8/7/2023. I saw this bright prominence
hanging like a cloud above the rim in survey photos and thought it might actually be a flare. I thought the bright active region below it might be about to host arcade loops. So I set up in a hurry and caught what I thought was going to be a long-duration M-class show. It was "just" a prominence / filament erupting from a big active region. I caught three full 1,000 frame clips through fast-moving clouds -- 35-second clips through 45-second gaps (with a tornado watch in the offing for added drama). It was a good, fast-changing show, though not the energetic event I expected.

Hint: click on 'em to make 'em big.




3 stages

All images are stacks of the best 250 of 1,000 frames. Timestamps in the 3-up mosaic are uncorrected UTC times, whatever the computer appended. They serve mostly to indicate the speed of development. Some hours later, when the Sun was hidden by storm clouds and pine tops, this Active Region (#3386) fired an X-class flare.

While cleaning up the SSD, I tried processing some of the short clips interupted by clouds. Some surprisingly good photos came from as few as the best 50 frames of 200-frame clips. That sampling is typical of the next three images which, though clearly not as good as the results of longer clips above, are pretty respectable just the same, especially when viewed at web resolutions.





8/09/2023. And you gotta stay in practice. Some fresh prominences coming over the hill (best 250 of 1,000), gamma off -- they were invisible while capturing. I tried this with gamma set to show them well in realtime, but the results were nowhere near as good as this. Post processing is a little clumsy though. The lacework in that right-hand prominence could use a good bit of work (or maybe a good bit less). If you make it big, you'll see what I'm on about. Maybe you should just leave it small.

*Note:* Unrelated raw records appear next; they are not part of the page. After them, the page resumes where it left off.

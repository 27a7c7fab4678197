pub(crate) mod app;
pub(crate) mod state;
pub(crate) mod views;
pub(crate) mod widgets;

pub use app::ConsoleArgs;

Seeing was anywhere from atrocious to really good today (maybe because I was out early and shooting across the roof). I tried a longer-than-usual clip to ensure that I'd get plenty of sharp frames. This is the best 300 of 3,000:




That's a straight-on view of the active region which rotated into view earlier this week, seen here four days ago:





My solar images beginning in June 2023 are made using a Daystar Quark Chromosphere filter on a TMB92SS refractor. A 2" Baader 7nm Ha filter and an A-P dielectric diagonal provide extra IR protection. The camera (~2021 et seq) is a ZWO ASI178MM chosen for its tiny pixels and fast capture rate. It is notorious for a nasty pattern noise which can be avoided with careful exposure or removed using FFT-based processing. I capture data using FireCapture, stack using AS!3, deconvolve and perform initial histogram adjustments using IMPPG, and polish in Photoshop. The solar kit is mounted on a Skywatcher Star Adventurer "tracking platform."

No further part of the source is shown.